Nomura Holdings Inc. will accelerate cost-cutting efforts after overheads hit their highest in at least five quarters between October and December 2022.

Japan's biggest brokerage said costs increased 14.5% year over year to ¥310.1 billion in its fiscal third quarter. It also reported a double-digit decline in pretax profit from its core operations amid volatile markets.

"I have a sense of danger in [growing] costs," Nomura CFO Takumi Kitamura said during an online conference Feb. 1, following the earnings announcement. "We have to embark on cost control firmly."

Previous weakness in the yen against the dollar contributed in part to the increase in costs, said Michael Makdad, an analyst at Morningstar. "So with the yen now back to ¥130 to the dollar, I'm less concerned about costs in yen terms." The Japanese currency touched a low of almost 150 to the dollar in October 2022.

Nomura's combined pretax profit from its three main segments — retail, investment management and wholesale — dropped 43.5% year over year to ¥44.71 billion in the last quarter, according to the company's earnings statement.

Net profit, revenue

Net profit rose 10.9% to ¥66.9 billion over the period, helped by a sale of shares in Nomura Research Institute. Revenue was up 15.5% to ¥393.7 billion.

The wholesale business was the biggest drag on earnings among the core segments. It reported a pretax loss of ¥1.9 billion, its first in six quarters, due to lackluster equities and bonds and investment banking amid rising interest rates. It reported a profit of ¥40.8 billion a year ago.

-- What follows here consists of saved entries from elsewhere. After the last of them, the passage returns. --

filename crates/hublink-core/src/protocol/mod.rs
//! Hub message model and the framing-protocol contract.
//!
//! A hub protocol turns [`HubMessage`] values into wire frames and back.
//! Messages within one frame are separated by the ASCII record separator;
//! the concrete JSON encoding lives in [`json`], the opening handshake in
//! [`handshake`].

pub mod handshake;
pub mod json;

use std::collections::VecDeque;

use serde::de::DeserializeOwned;
use serde_json::Value;

use crate::error::{ClientError, ClientResult};
use crate::negotiate::TransferFormat;

/// ASCII record separator terminating each frame-embedded message.
pub const RECORD_SEPARATOR: u8 = 0x1E;

/// An invocation of a hub method, client-bound or server-bound.
#[derive(Debug, Clone, PartialEq)]
pub struct InvocationMessage {
    /// Identifier correlating a completion with this call. Absent for
    /// fire-and-forget invocations.
    pub invocation_id: Option<String>,
    /// Name of the method to invoke.
    pub target: String,
    /// Positional arguments.
    pub arguments: Vec<Value>,
}

/// One item of a streaming invocation's result sequence.
#[derive(Debug, Clone, PartialEq)]
pub struct StreamItemMessage {
    /// The invocation this item belongs to.
    pub invocation_id: String,
    /// The item payload.
    pub item: Value,
}

/// Terminal message of an invocation.
#[derive(Debug, Clone, PartialEq)]
pub struct CompletionMessage {
    /// The invocation being completed.
    pub invocation_id: String,
    /// Result value, when the invocation produced one.
    pub result: Option<Value>,
    /// Error text, when the invocation failed server-side.
    pub error: Option<String>,
}

/// Client request to stop a streaming invocation.
#[derive(Debug, Clone, PartialEq)]
pub struct CancelInvocationMessage {
    /// The streaming invocation to cancel.
    pub invocation_id: String,
}

/// Server request to close the connection.
#[derive(Debug, Clone, PartialEq)]
pub struct CloseMessage {
    /// Reason for the close, if the server gave one.
    pub error: Option<String>,
    /// Whether the server permits an automatic reconnect.
    pub allow_reconnect: bool,
}

/// A hub message of any category.
#[derive(Debug, Clone, PartialEq)]
pub enum HubMessage {
    /// Method invocation (type 1).
    Invocation(InvocationMessage),
    /// Streaming result item (type 2).
    StreamItem(StreamItemMessage),
    /// Invocation completion (type 3).
    Completion(CompletionMessage),
    /// Streaming method invocation (type 4).
    StreamInvocation(InvocationMessage),
    /// Stream cancellation request (type 5).
    CancelInvocation(CancelInvocationMessage),
    /// Keep-alive ping (type 6).
    Ping,
    /// Server-initiated close (type 7).
    Close(CloseMessage),
    /// A message type this client does not know.
    Other {
        /// The wire value of the unknown `type` field.
        message_type: i64,
    },
}

impl HubMessage {
    /// The wire value of this message's `type` field.
    pub fn message_type(&self) -> i64 {
        match self {
            Self::Invocation(_) => 1,
            Self::StreamItem(_) => 2,
            Self::Completion(_) => 3,
            Self::StreamInvocation(_) => 4,
            Self::CancelInvocation(_) => 5,
            Self::Ping => 6,
            Self::Close(_) => 7,
            Self::Other { message_type } => *message_type,
        }
    }
}

/// Encodes outbound hub messages and parses inbound frames.
pub trait HubProtocol: Send + Sync {
    /// Protocol name announced in the handshake.
    fn name(&self) -> &'static str;

    /// Protocol version announced in the handshake.
    fn version(&self) -> i32;

    /// Frame format this protocol requires of the transport.
    fn transfer_format(&self) -> TransferFormat;

    /// Parses all messages contained in one inbound frame, in frame order.
    fn parse_messages(&self, input: &[u8]) -> ClientResult<Vec<HubMessage>>;

    /// Encodes one message, including its terminating record separator.
    fn write_message(&self, message: &HubMessage) -> ClientResult<Vec<u8>>;
}

/// Typed, ordered access to the arguments of a client-bound invocation.
///
/// Handlers consume arguments front to back; each [`take`](Self::take)
/// decodes the next one into the requested type.
#[derive(Debug)]
pub struct ArgumentExtractor {
    arguments: VecDeque<Value>,
}

impl ArgumentExtractor {
    /// Wraps the argument list of an invocation.
    pub fn new(arguments: Vec<Value>) -> Self {
        Self {
            arguments: arguments.into(),
        }
    }

    /// Decodes the next argument.
    pub fn take<T: DeserializeOwned>(&mut self) -> ClientResult<T> {
        let value = self.arguments.pop_front().ok_or_else(|| {
            ClientError::InvalidOperation("invocation has no more arguments".into())
        })?;
        serde_json::from_value(value).map_err(ClientError::from)
    }

    /// Number of arguments not yet taken.
    pub fn remaining(&self) -> usize {
        self.arguments.len()
    }
}

#[cfg(test)]
mod tests {
    use super::*;
    use serde_json::json;

    #[test]
    fn extractor_decodes_arguments_in_order() {
        let mut extractor = ArgumentExtractor::new(vec![json!(1), json!("two"), json!([3])]);
        assert_eq!(extractor.remaining(), 3);
        assert_eq!(extractor.take::<i32>().unwrap(), 1);
        assert_eq!(extractor.take::<String>().unwrap(), "two");
        assert_eq!(extractor.take::<Vec<i32>>().unwrap(), vec![3]);
        assert_eq!(extractor.remaining(), 0);
    }

    #[test]
    fn extractor_fails_on_exhaustion_and_type_mismatch() {
        let mut extractor = ArgumentExtractor::new(vec![json!("text")]);
        assert!(matches!(
            extractor.take::<i32>(),
            Err(ClientError::Serialization(_))
        ));
        assert!(matches!(
            extractor.take::<i32>(),
            Err(ClientError::InvalidOperation(_))
        ));
    }

    #[test]
    fn message_types_match_the_wire_numbering() {
        assert_eq!(HubMessage::Ping.message_type(), 6);
        assert_eq!(
            HubMessage::Close(CloseMessage {
                error: None,
                allow_reconnect: false
            })
            .message_type(),
            7
        );
        assert_eq!(HubMessage::Other { message_type: 42 }.message_type(), 42);
    }
}
impl ConnectionDelegate for HubConnection {
    fn connection_did_open(&self, connection_id: Option<String>) {
        debug!(connection_id = ?connection_id, "Connection opened, negotiating hub protocol");
        self.initiate_handshake();
    }

    fn connection_did_fail_to_open(&self, error: ClientError) {
        self.post_delegate(move |delegate| delegate.did_fail_to_open(error));
    }

    fn connection_did_receive_data(&self, data: Vec<u8>) {
        self.process_frame(data);
    }

    fn connection_did_close(&self, error: Option<ClientError>) {
        info!(error = ?error, "Hub connection closed");
        self.clean_up_keep_alive();
        let cause = error.clone().unwrap_or(ClientError::InvocationCancelled);
        for handler in self.pending.drain() {
            handler.raise_error(cause.clone());
        }
        *self.handshake.lock() = HandshakeStatus::NeedsHandling { reconnect: false };
        self.post_delegate(move |delegate| delegate.did_close(error));
    }

    fn connection_will_reconnect(&self, error: ClientError) {
        warn!(error = %error, "Hub connection will reconnect");
        *self.handshake.lock() = HandshakeStatus::NeedsHandling { reconnect: true };
        self.post_delegate(move |delegate| delegate.will_reconnect(error));
    }

    fn connection_did_reconnect(&self) {
        debug!("Connection reconnected, renegotiating hub protocol");
        self.initiate_handshake();
    }
}
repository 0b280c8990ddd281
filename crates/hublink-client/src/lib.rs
//! # Hublink Client
//!
//! Connection lifecycle and RPC state machine for hub connections.
//!
//! Three state machines stack up to form a hub connection:
//!
//! ```text
//! ┌────────────────────────┐
//! │      HubConnection     │  handshake, invocations, streams,
//! │                        │  client methods, keep-alive
//! ├────────────────────────┤
//! │ ReconnectableConnection│  hides transient drops behind a
//! │                        │  reconnect policy
//! ├────────────────────────┤
//! │     HttpConnection     │  one negotiation + transport attempt,
//! │                        │  single-use
//! └────────────────────────┘
//! ```
//!
//! Each layer drives the one below through the `Connection` contract and
//! observes it through `ConnectionDelegate`; all user-visible events
//! surface on the configured callback queue.
//!
//! ## Example
//!
//! ```rust,ignore
//! use std::sync::Arc;
//! use hublink_client::{HubConnection, HubConnectionDelegate};
//! use hublink_core::{HttpConnectionOptions, IntervalReconnectPolicy};
//! use serde_json::json;
//! use url::Url;
//!
//! let hub = HubConnection::with_url(
//!     Url::parse("https://example.com/chat")?,
//!     HttpConnectionOptions::new(),
//!     Arc::new(IntervalReconnectPolicy::default()),
//! );
//! hub.set_delegate(Arc::downgrade(&delegate));
//! hub.start();
//!
//! // Once the delegate sees `did_open`:
//! hub.invoke::<i64>("Add", vec![json!(1), json!(2)], |result| {
//!     println!("1 + 2 = {result:?}");
//! });
//! ```

mod http_connection;
mod hub;
mod reconnectable;

pub use http_connection::{ConnectionState, HttpConnection};
pub use hub::{HubConnection, HubConnectionDelegate, MethodHandler, StreamHandle};
pub use reconnectable::{ReconnectableConnection, ReconnectableState};
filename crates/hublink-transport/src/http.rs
//! HTTP client implementation for the negotiation step.

use async_trait::async_trait;
use reqwest::{Client, ClientBuilder};
use tracing::debug;
use url::Url;

use hublink_core::{ClientError, ClientResult, HttpConnectionOptions, HttpResponse, NegotiateClient};

/// [`NegotiateClient`] over `reqwest`.
///
/// Configured headers are applied to every request; the bearer token is
/// supplied per call because negotiation redirects can replace it.
pub struct HttpNegotiateClient {
    client: Client,
    headers: Vec<(String, String)>,
}

impl HttpNegotiateClient {
    /// Creates a client honouring the connection options.
    pub fn new(options: &HttpConnectionOptions) -> Self {
        let mut builder = ClientBuilder::new().timeout(options.request_timeout);
        if options.accept_invalid_certs {
            builder = builder.danger_accept_invalid_certs(true);
        }
        let client = builder.build().expect("failed to create HTTP client");

        Self {
            client,
            headers: options.headers.iter().map(|(k, v)| (k.clone(), v.clone())).collect(),
        }
    }
}

#[async_trait]
impl NegotiateClient for HttpNegotiateClient {
    async fn post(&self, url: &Url, access_token: Option<String>) -> ClientResult<HttpResponse> {
        let mut request = self.client.post(url.as_str());
        for (key, value) in &self.headers {
            request = request.header(key, value);
        }
        if let Some(token) = access_token {
            request = request.bearer_auth(token);
        }

        let response = request
            .send()
            .await
            .map_err(|e| ClientError::Transport(e.to_string()))?;
        let status_code = response.status().as_u16();
        let body = response
            .bytes()
            .await
            .map_err(|e| ClientError::Transport(e.to_string()))?
            .to_vec();

        debug!(url = %url, status = status_code, "Negotiation request finished");
        Ok(HttpResponse { status_code, body })
    }
}
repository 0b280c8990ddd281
//! The hub-protocol handshake exchanged right after transport open.
//!
//! The client sends `{"protocol": name, "version": n}` terminated by the
//! record separator; the server answers with a JSON object terminated the
//! same way. `{}` acknowledges, `{"error": "..."}` rejects. Bytes after
//! the terminator are ordinary hub messages and are handed back to the
//! caller for the normal parse path.

use serde::{Deserialize, Serialize};

use super::RECORD_SEPARATOR;
use crate::error::{ClientError, ClientResult};

#[derive(Serialize)]
struct HandshakeRequest<'a> {
    protocol: &'a str,
    version: i32,
}

/// The server's reply to a handshake request.
#[derive(Debug, Clone, PartialEq, Eq, Deserialize)]
pub struct HandshakeResponse {
    /// Rejection reason; absent on success.
    pub error: Option<String>,
}

impl HandshakeResponse {
    /// Whether the server accepted the requested protocol.
    pub fn is_ok(&self) -> bool {
        self.error.is_none()
    }
}

/// Encodes the opening protocol-selection frame.
pub fn create_request(protocol: &str, version: i32) -> ClientResult<Vec<u8>> {
    let mut bytes = serde_json::to_vec(&HandshakeRequest { protocol, version })?;
    bytes.push(RECORD_SEPARATOR);
    Ok(bytes)
}

/// Parses the server's handshake reply from the head of `data`.
///
/// Returns the reply and whatever bytes follow the terminator.
pub fn parse_response(data: &[u8]) -> ClientResult<(HandshakeResponse, Vec<u8>)> {
    let terminator = data
        .iter()
        .position(|&b| b == RECORD_SEPARATOR)
        .ok_or_else(|| ClientError::Handshake("response is missing its terminator".into()))?;

    let response: HandshakeResponse = serde_json::from_slice(&data[..terminator])
        .map_err(|e| ClientError::Handshake(e.to_string()))?;

    Ok((response, data[terminator + 1..].to_vec()))
}

#[cfg(test)]
mod tests {
    use super::*;

    #[test]
    fn request_round_trips_through_parse() {
        let mut bytes = create_request("json", 1).unwrap();
        assert_eq!(bytes, b"{\"protocol\":\"json\",\"version\":1}\x1e");

        // A `{}` reply shaped like our own terminator framing parses clean.
        bytes = b"{}\x1e".to_vec();
        let (response, rest) = parse_response(&bytes).unwrap();
        assert!(response.is_ok());
        assert!(rest.is_empty());
    }

    #[test]
    fn error_reply_is_a_rejection() {
        let (response, rest) = parse_response(b"{\"error\":\"unknown protocol\"}\x1e").unwrap();
        assert!(!response.is_ok());
        assert_eq!(response.error.as_deref(), Some("unknown protocol"));
        assert!(rest.is_empty());
    }

    #[test]
    fn bytes_after_the_terminator_are_returned() {
        let (response, rest) = parse_response(b"{}\x1e{\"type\":6}\x1e").unwrap();
        assert!(response.is_ok());
        assert_eq!(rest, b"{\"type\":6}\x1e");
    }

    #[test]
    fn missing_terminator_fails() {
        assert!(matches!(
            parse_response(b"{}"),
            Err(ClientError::Handshake(_))
        ));
    }

    #[test]
    fn malformed_reply_fails() {
        assert!(matches!(
            parse_response(b"nope\x1e"),
            Err(ClientError::Handshake(_))
        ));
    }
}
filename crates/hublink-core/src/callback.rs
//! FIFO delivery of user-visible callbacks.
//!
//! Every delegate notification and per-operation completion is posted to a
//! [`CallbackQueue`] instead of being invoked inline. The queue is a single
//! drain task fed by an unbounded channel, so callbacks run strictly in
//! post order and never while any connection-internal lock is held.

use std::sync::OnceLock;

use tokio::sync::mpsc;
use tracing::trace;

type Job = Box<dyn FnOnce() + Send + 'static>;

/// A serialising executor for user-visible callbacks.
///
/// Cloning the queue produces another handle to the same drain task, so
/// all clones share one FIFO order. Creating a queue spawns its drain task
/// and therefore requires an active Tokio runtime.
#[derive(Clone)]
pub struct CallbackQueue {
    tx: mpsc::UnboundedSender<Job>,
}

impl CallbackQueue {
    /// Creates a new queue with its own drain task.
    pub fn new() -> Self {
        let (tx, mut rx) = mpsc::unbounded_channel::<Job>();
        tokio::spawn(async move {
            while let Some(job) = rx.recv().await {
                job();
            }
        });
        Self { tx }
    }

    /// Returns the per-process shared queue, creating it on first use.
    ///
    /// This is the default executor for connections whose options do not
    /// supply their own.
    pub fn shared() -> Self {
        static SHARED: OnceLock<CallbackQueue> = OnceLock::new();
        SHARED.get_or_init(CallbackQueue::new).clone()
    }

    /// Schedules `job` to run after all previously posted jobs.
    pub fn post(&self, job: impl FnOnce() + Send + 'static) {
        if self.tx.send(Box::new(job)).is_err() {
            trace!("callback dropped, queue drain task is gone");
        }
    }
}

impl Default for CallbackQueue {
    fn default() -> Self {
        Self::shared()
    }
}

impl std::fmt::Debug for CallbackQueue {
    fn fmt(&self, f: &mut std::fmt::Formatter<'_>) -> std::fmt::Result {
        f.debug_struct("CallbackQueue").finish_non_exhaustive()
    }
}

#[cfg(test)]
mod tests {
    use super::*;
    use std::sync::Arc;
    use std::sync::atomic::{AtomicUsize, Ordering};

    #[tokio::test]
    async fn posts_run_in_fifo_order() {
        let queue = CallbackQueue::new();
        let (tx, mut rx) = mpsc::unbounded_channel();

        for i in 0..100 {
            let tx = tx.clone();
            queue.post(move || {
                let _ = tx.send(i);
            });
        }

        for expected in 0..100 {
            assert_eq!(rx.recv().await, Some(expected));
        }
    }

    #[tokio::test]
    async fn clones_share_one_order() {
        let queue = CallbackQueue::new();
        let other = queue.clone();
        let counter = Arc::new(AtomicUsize::new(0));
        let (tx, mut rx) = mpsc::unbounded_channel();

        let c = Arc::clone(&counter);
        queue.post(move || {
            c.store(1, Ordering::SeqCst);
        });
        let c = Arc::clone(&counter);
        other.post(move || {
            assert_eq!(c.load(Ordering::SeqCst), 1);
            let _ = tx.send(());
        });

        rx.recv().await.unwrap();
    }
}
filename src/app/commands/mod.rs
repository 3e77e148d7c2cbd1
pub mod convert;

"For wholesale, I don't have as much visibility," said Makdad. "If interest-rate volatility goes down then the global markets business could struggle, though investment banking may do better in 2023 than it did in 2022."

The retail segment reported a 26% decline in pretax profit to ¥13.3 billion, due partly to weaker sales of stocks and bonds to retail customers. The investment management operation posted a 64% year-over-year gain to ¥33.3 despite outstanding assets under management declining to ¥64.7 trillion from ¥68.5 trillion amid market uncertainty.

Risk-weighted assets at Nomura stood at ¥17.94 trillion as of December 2022, up from ¥17.17 trillion in September 2022, hit mainly by market risks of ¥7.11 trillion. Operational risk remained the same as ¥2.57 trillion during the same period, while credit risk shrank to ¥8.26 trillion from ¥8.71 trillion.

That pushed down Nomura's common equity Tier 1 ratio to 16% from 16.9%. The measure stood at 18.1% at the end of the fiscal third quarter of the previous year.

As of Jan. 31, US$1 was equivalent to ¥130.12.